Imagine R (affiche, métro parisien, oct.02)
pour vanter la place Gaumont et Pathé à 5¤ : "soyez gentil avec votre petite amie : faites la pleurer". En fait c'est un personnage de BD (elle ressemble à Olive, la femme de Popeye), "il" l'a amenée au cinéma et elle pleure devant le film.
Pour une fois qu'on demande aux hommes d'être gentils avec leur petite amie, c'est pour penser à les faire pleurer. Dommage !
Cecile SARAFIS, 2 octobre 2002

Réponse à la lettre de protestation de Cecile SARAFIS qui avait joint des données chiffrées sur les violences contre les femmes
8 novembre 2002
Madame,
Nous faisons suite à votre e-mail dans lequel vous nous faites part de votre réaction concernant notre annonce pour la carte imagine'r représentant une jeune femme pleurant dans une salle de cinéma avec en accroche "soyez gentil avec votre petite amie, faites-la pleurer".

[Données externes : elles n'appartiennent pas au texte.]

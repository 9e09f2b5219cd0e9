use config::{Config, ConfigError, Environment, File};
use serde::Deserialize;
use std::path::Path;

/// Application configuration
#[derive(Debug, Clone, Deserialize)]
pub struct Settings {
    pub oracle: OracleSettings,
    pub data: DataSettings,
    pub logging: LoggingSettings,
}

#[derive(Debug, Clone, Deserialize)]
pub struct OracleSettings {
    #[serde(default = "default_endpoint")]
    pub endpoint: String,
    #[serde(default)]
    pub api_key: String,
    #[serde(default = "default_api_version")]
    pub api_version: String,
    #[serde(default = "default_scoring_model")]
    pub scoring_model: String,
    #[serde(default = "default_judge_model")]
    pub judge_model: String,
    #[serde(default = "default_timeout_secs")]
    pub timeout_secs: u64,
}

fn default_endpoint() -> String {
    "https://api.anthropic.com".to_string()
}
fn default_api_version() -> String {
    "2023-06-01".to_string()
}
fn default_scoring_model() -> String {
    "claude-haiku-4-5-20251001".to_string()
}
fn default_judge_model() -> String {
    "claude-sonnet-4-5-20250929".to_string()
}
fn default_timeout_secs() -> u64 {
    30
}

#[derive(Debug, Clone, Deserialize)]
pub struct DataSettings {
    #[serde(default = "default_listings_path")]
    pub listings: String,
    #[serde(default = "default_evaluations_path")]
    pub evaluations: String,
    #[serde(default = "default_tags_path")]
    pub tags: String,
}

fn default_listings_path() -> String {
    "data/listings.json".to_string()
}
fn default_evaluations_path() -> String {
    "data/evaluations.json".to_string()
}
fn default_tags_path() -> String {
    "data/tags.json".to_string()
}

#[derive(Debug, Clone, Deserialize)]
pub struct LoggingSettings {
    #[serde(default = "default_log_level")]
    pub level: String,
    #[serde(default = "default_log_format")]
    pub format: String,
}

fn default_log_level() -> String {
    "info".to_string()
}
fn default_log_format() -> String {
    "pretty".to_string()
}

impl Settings {
    /// Load configuration from file and environment variables
    ///
    /// Configuration is loaded in the following order (later overrides earlier):
    /// 1. Default values in the struct
    /// 2. Configuration file (config/default.toml)
    /// 3. Environment variables (prefixed with HABITAT_)
    pub fn load() -> Result<Self, ConfigError> {
        let mut settings = Config::builder()
            // Add default config file
            .add_source(File::with_name("config/default").required(false))
            // Add local config file (for development overrides)
            .add_source(File::with_name("config/local").required(false))
            // Add environment variables (prefixed with HABITAT_)
            // e.g., HABITAT_ORACLE__TIMEOUT_SECS -> oracle.timeout_secs
            .add_source(
                Environment::with_prefix("HABITAT")
                    .prefix_separator("__")
                    .separator("__")
                    .try_parsing(true),
            )
            .build()?;

        settings = substitute_env_vars(settings)?;

        settings.try_deserialize()
    }

    /// Load configuration from a custom path
    pub fn load_from<P: AsRef<Path>>(path: P) -> Result<Self, ConfigError> {
        let settings = Config::builder()
            .add_source(File::from(path.as_ref()))
            .add_source(
                Environment::with_prefix("HABITAT")
                    .prefix_separator("__")
                    .separator("__")
                    .try_parsing(true),
            )
            .build()?;

        settings.try_deserialize()
    }
}

/// Apply conventional environment overrides that don't fit the prefix scheme.
/// ANTHROPIC_API_KEY is checked first, then HABITAT_ORACLE__API_KEY.
fn substitute_env_vars(settings: Config) -> Result<Config, ConfigError> {
    use std::env;

    let api_key = env::var("ANTHROPIC_API_KEY")
        .or_else(|_| env::var("HABITAT_ORACLE__API_KEY"))
        .ok();

    let mut builder = Config::builder().add_source(settings);
    if let Some(key) = api_key {
        builder = builder.set_override("oracle.api_key", key)?;
    }

    builder.build()
}

#[cfg(test)]
mod tests {
    use super::*;

    #[test]
    fn test_default_oracle_settings() {
        assert_eq!(default_endpoint(), "https://api.anthropic.com");
        assert_eq!(default_api_version(), "2023-06-01");
        assert_eq!(default_timeout_secs(), 30);
    }

    #[test]
    fn test_default_logging() {
        assert_eq!(default_log_level(), "info");
        assert_eq!(default_log_format(), "pretty");
    }
}
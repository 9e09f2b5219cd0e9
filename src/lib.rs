//! Habitat Algo - Preference matching pipeline for communal housing listings
//!
//! This library compiles questionnaire answers into hard filters and a
//! criteria summary, admits listings through the filters, scores the
//! survivors in batches against a language-model oracle, ranks the results,
//! and grades the run's output with a second, richer-tier oracle pass.

pub mod config;
pub mod core;
pub mod models;
pub mod services;

// Re-export commonly used types
pub use core::{admits, compile, rank, MatchPipeline, TOP_N};
pub use models::{
    AnswerSet, AnswerValue, Candidate, CriteriaSummary, HardFilters, Judgment, Listing,
    MatchReport, RankedMatch, ScoreResult,
};
pub use services::{
    AnthropicClient, BatchScorer, FileStore, Oracle, QualityJudge, UsageTracker,
};
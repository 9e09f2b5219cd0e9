use serde::Serialize;
use std::sync::atomic::{AtomicU64, Ordering};

// Per-million-token prices for the two model tiers.
const SCORING_INPUT_PER_MTOK: f64 = 0.80;
const SCORING_OUTPUT_PER_MTOK: f64 = 4.00;
const JUDGE_INPUT_PER_MTOK: f64 = 3.00;
const JUDGE_OUTPUT_PER_MTOK: f64 = 15.00;

// Assumed judge-call footprint per judged run, used to split the untagged
// grand total between tiers.
const JUDGE_INPUT_PER_RUN: u64 = 3000;
const JUDGE_OUTPUT_PER_RUN: u64 = 800;

/// Process-wide accumulator of oracle token usage.
///
/// Shared between the scoring client and the judge via `Arc`; increments are
/// atomic so bounded batch parallelism stays safe.
#[derive(Debug, Default)]
pub struct UsageTracker {
    input_tokens: AtomicU64,
    output_tokens: AtomicU64,
}

/// Point-in-time snapshot of the accumulated totals.
#[derive(Debug, Clone, Copy, PartialEq, Eq, Serialize)]
pub struct Usage {
    pub input_tokens: u64,
    pub output_tokens: u64,
}

/// Estimated cost split between the two model tiers.
///
/// The accumulator does not tag which call used which tier, so the judge
/// share is inferred from a fixed per-run assumption and subtracted from the
/// grand total. This is an approximation, not an exact accounting.
#[derive(Debug, Clone, Copy, PartialEq, Serialize)]
pub struct CostEstimate {
    pub scoring_input_tokens: u64,
    pub scoring_output_tokens: u64,
    pub judge_input_tokens: u64,
    pub judge_output_tokens: u64,
    pub scoring_cost_usd: f64,
    pub judge_cost_usd: f64,
    pub total_cost_usd: f64,
}

impl UsageTracker {
    pub fn new() -> Self {
        Self::default()
    }

    /// Accumulate the token counts reported by one oracle call.
    pub fn record(&self, input_tokens: u64, output_tokens: u64) {
        self.input_tokens.fetch_add(input_tokens, Ordering::Relaxed);
        self.output_tokens.fetch_add(output_tokens, Ordering::Relaxed);
    }

    pub fn snapshot(&self) -> Usage {
        Usage {
            input_tokens: self.input_tokens.load(Ordering::Relaxed),
            output_tokens: self.output_tokens.load(Ordering::Relaxed),
        }
    }

    /// Estimate per-tier cost given how many runs reached the judge.
    pub fn estimate(&self, runs_judged: u64) -> CostEstimate {
        let totals = self.snapshot();

        let judge_input = (JUDGE_INPUT_PER_RUN * runs_judged).min(totals.input_tokens);
        let judge_output = (JUDGE_OUTPUT_PER_RUN * runs_judged).min(totals.output_tokens);
        let scoring_input = totals.input_tokens - judge_input;
        let scoring_output = totals.output_tokens - judge_output;

        let scoring_cost = (scoring_input as f64 / 1_000_000.0) * SCORING_INPUT_PER_MTOK
            + (scoring_output as f64 / 1_000_000.0) * SCORING_OUTPUT_PER_MTOK;
        let judge_cost = (judge_input as f64 / 1_000_000.0) * JUDGE_INPUT_PER_MTOK
            + (judge_output as f64 / 1_000_000.0) * JUDGE_OUTPUT_PER_MTOK;

        CostEstimate {
            scoring_input_tokens: scoring_input,
            scoring_output_tokens: scoring_output,
            judge_input_tokens: judge_input,
            judge_output_tokens: judge_output,
            scoring_cost_usd: scoring_cost,
            judge_cost_usd: judge_cost,
            total_cost_usd: scoring_cost + judge_cost,
        }
    }
}

#[cfg(test)]
mod tests {
    use super::*;

    #[test]
    fn test_record_accumulates() {
        let tracker = UsageTracker::new();
        tracker.record(1000, 200);
        tracker.record(500, 100);
        let usage = tracker.snapshot();
        assert_eq!(usage.input_tokens, 1500);
        assert_eq!(usage.output_tokens, 300);
    }

    #[test]
    fn test_estimate_splits_judge_share() {
        let tracker = UsageTracker::new();
        // 10_000 in / 2_000 out total, one judged run
        tracker.record(10_000, 2_000);
        let estimate = tracker.estimate(1);

        assert_eq!(estimate.judge_input_tokens, 3000);
        assert_eq!(estimate.judge_output_tokens, 800);
        assert_eq!(estimate.scoring_input_tokens, 7000);
        assert_eq!(estimate.scoring_output_tokens, 1200);

        let expected_judge = 3000.0 / 1e6 * 3.0 + 800.0 / 1e6 * 15.0;
        let expected_scoring = 7000.0 / 1e6 * 0.80 + 1200.0 / 1e6 * 4.0;
        assert!((estimate.judge_cost_usd - expected_judge).abs() < 1e-9);
        assert!((estimate.scoring_cost_usd - expected_scoring).abs() < 1e-9);
        assert!(
            (estimate.total_cost_usd - (expected_judge + expected_scoring)).abs() < 1e-9
        );
    }

    #[test]
    fn test_estimate_clamps_to_recorded_totals() {
        let tracker = UsageTracker::new();
        // Less usage than the per-run assumption: the judge share cannot
        // exceed what was actually recorded.
        tracker.record(1000, 100);
        let estimate = tracker.estimate(1);
        assert_eq!(estimate.judge_input_tokens, 1000);
        assert_eq!(estimate.judge_output_tokens, 100);
        assert_eq!(estimate.scoring_input_tokens, 0);
        assert_eq!(estimate.scoring_output_tokens, 0);
    }

    #[test]
    fn test_estimate_zero_runs() {
        let tracker = UsageTracker::new();
        tracker.record(5000, 1000);
        let estimate = tracker.estimate(0);
        assert_eq!(estimate.judge_input_tokens, 0);
        assert_eq!(estimate.scoring_input_tokens, 5000);
    }
}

Les chiffres que vous nous communiquez à propos des violences subies par les jeunes femmes sont effectivement préoccupants et méritent, ainsi que vos commentaires, toute notre attention.
Vous comprendrez aisément qu'il n'a jamais été dans notre intention de banaliser ces actes de violence ni même d'être ambiguë.

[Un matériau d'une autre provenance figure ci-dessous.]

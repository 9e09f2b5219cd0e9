// Service exports
pub mod judge;
pub mod oracle;
pub mod scoring;
pub mod store;
pub mod usage;

pub use judge::{grade_for, QualityJudge};
pub use oracle::{AnthropicClient, Oracle, OracleError, OracleReply};
pub use scoring::{sample_pool, BatchScorer, BATCH_SIZE, SAMPLING_CAP};
pub use store::{FileStore, StoreError};
pub use usage::{CostEstimate, Usage, UsageTracker};
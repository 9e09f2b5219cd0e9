// HTTP-level tests for the Anthropic client against a mock server

use habitat_algo::services::oracle::{AnthropicClient, Oracle, OracleError};

#[tokio::test]
async fn test_successful_completion_parses_text_and_usage() {
    let mut server = mockito::Server::new_async().await;

    let mock = server
        .mock("POST", "/v1/messages")
        .match_header("x-api-key", "test-key")
        .match_header("anthropic-version", "2023-06-01")
        .with_status(200)
        .with_header("content-type", "application/json")
        .with_body(
            r#"{
                "content": [{"type": "text", "text": "  [{\"listing_id\": \"a\", \"score\": 80, \"explanation\": \"ok\"}]  "}],
                "usage": {"input_tokens": 1234, "output_tokens": 56}
            }"#,
        )
        .create_async()
        .await;

    let client = AnthropicClient::new(server.url(), "test-key".into(), "2023-06-01".into(), 5);
    let reply = client
        .complete("scoring-model", "system prompt", "user prompt", 2000)
        .await
        .unwrap();

    assert!(reply.text.starts_with('['));
    assert!(reply.text.ends_with(']'));
    assert_eq!(reply.input_tokens, 1234);
    assert_eq!(reply.output_tokens, 56);

    mock.assert_async().await;
}

#[tokio::test]
async fn test_non_success_status_is_an_api_error() {
    let mut server = mockito::Server::new_async().await;

    server
        .mock("POST", "/v1/messages")
        .with_status(429)
        .with_body(r#"{"error": {"type": "rate_limit_error"}}"#)
        .create_async()
        .await;

    let client = AnthropicClient::new(server.url(), "test-key".into(), "2023-06-01".into(), 5);
    let err = client
        .complete("scoring-model", "system", "user", 2000)
        .await
        .unwrap_err();

    match err {
        OracleError::ApiError { status, body } => {
            assert_eq!(status, 429);
            assert!(body.contains("rate_limit_error"));
        }
        other => panic!("expected ApiError, got {:?}", other),
    }
}

#[tokio::test]
async fn test_missing_content_text_is_invalid_response() {
    let mut server = mockito::Server::new_async().await;

    server
        .mock("POST", "/v1/messages")
        .with_status(200)
        .with_header("content-type", "application/json")
        .with_body(r#"{"content": [], "usage": {"input_tokens": 10, "output_tokens": 1}}"#)
        .create_async()
        .await;

    let client = AnthropicClient::new(server.url(), "test-key".into(), "2023-06-01".into(), 5);
    let err = client
        .complete("scoring-model", "system", "user", 2000)
        .await
        .unwrap_err();

    assert!(matches!(err, OracleError::InvalidResponse(_)));
}

#[tokio::test]
async fn test_missing_usage_defaults_to_zero() {
    let mut server = mockito::Server::new_async().await;

    server
        .mock("POST", "/v1/messages")
        .with_status(200)
        .with_header("content-type", "application/json")
        .with_body(r#"{"content": [{"type": "text", "text": "réponse"}]}"#)
        .create_async()
        .await;

    let client = AnthropicClient::new(server.url(), "test-key".into(), "2023-06-01".into(), 5);
    let reply = client
        .complete("scoring-model", "system", "user", 2000)
        .await
        .unwrap();

    assert_eq!(reply.text, "réponse");
    assert_eq!(reply.input_tokens, 0);
    assert_eq!(reply.output_tokens, 0);
}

L'accroche "soyez gentil avec votre petite amie, faites-la pleurer" est indissociable du visuel qui montre une jeune femme dans une salle de cinéma. De toute évidence, elle regarde un film qui la fait pleurer.
L'accroche invite donc les jeunes gens à emmener leurs amies au cinéma, pas à les violenter. Il nous est tous arriver de pleurer au cinéma... et de remercier la personne qui nous y avait invité ! L'humour de cette annonce réside dans le décalage qu'il peut y avoir à être gentil et à faire pleurer. Le visuel est très doux, absolument pas violent dans ses couleurs et son graphisme. Il ne nous a donc pas semblé que ce visuel pouvait pousser des jeunes à la violence.
Nous comprenons cependant tout à fait votre réaction et vous informons que cette annonce n'est actuellement plus diffusée.
Cordialement,
La Direction de la Communication Transilien

Réponse :

Madame,
Merci de votre réponse.
Lorsqu'on est informée sur le thème de la violence faite aux femmes, des relations sexistes et machistes que subissent les jeunes filles (en très forte recrudescence), qui doivent, pour avoir une relation amoureuse, s'échapper de leur cité, qui doivent surveiller leur tenue vestimentaire pour ne pas être insultées, qui doivent se marier vierges à un homme qu'elles n'ont pas toujours choisi. Je vous passe les viols collectifs qui font la une des journaux, la pornographie qui met actuellement en scène du hard, des femmes qui disent non et "penseraient" oui, des filles violentées, violées en toute impunité, j'arrête là ma liste d'horreurs... bref, lorsqu'on sait tout cela, on ne peut que s'insurger contre une publicité, qui en toute innocence (?), met les deux pieds dans un système contre lequel beaucoup d’entre nous sont en lutte, et depuis des années.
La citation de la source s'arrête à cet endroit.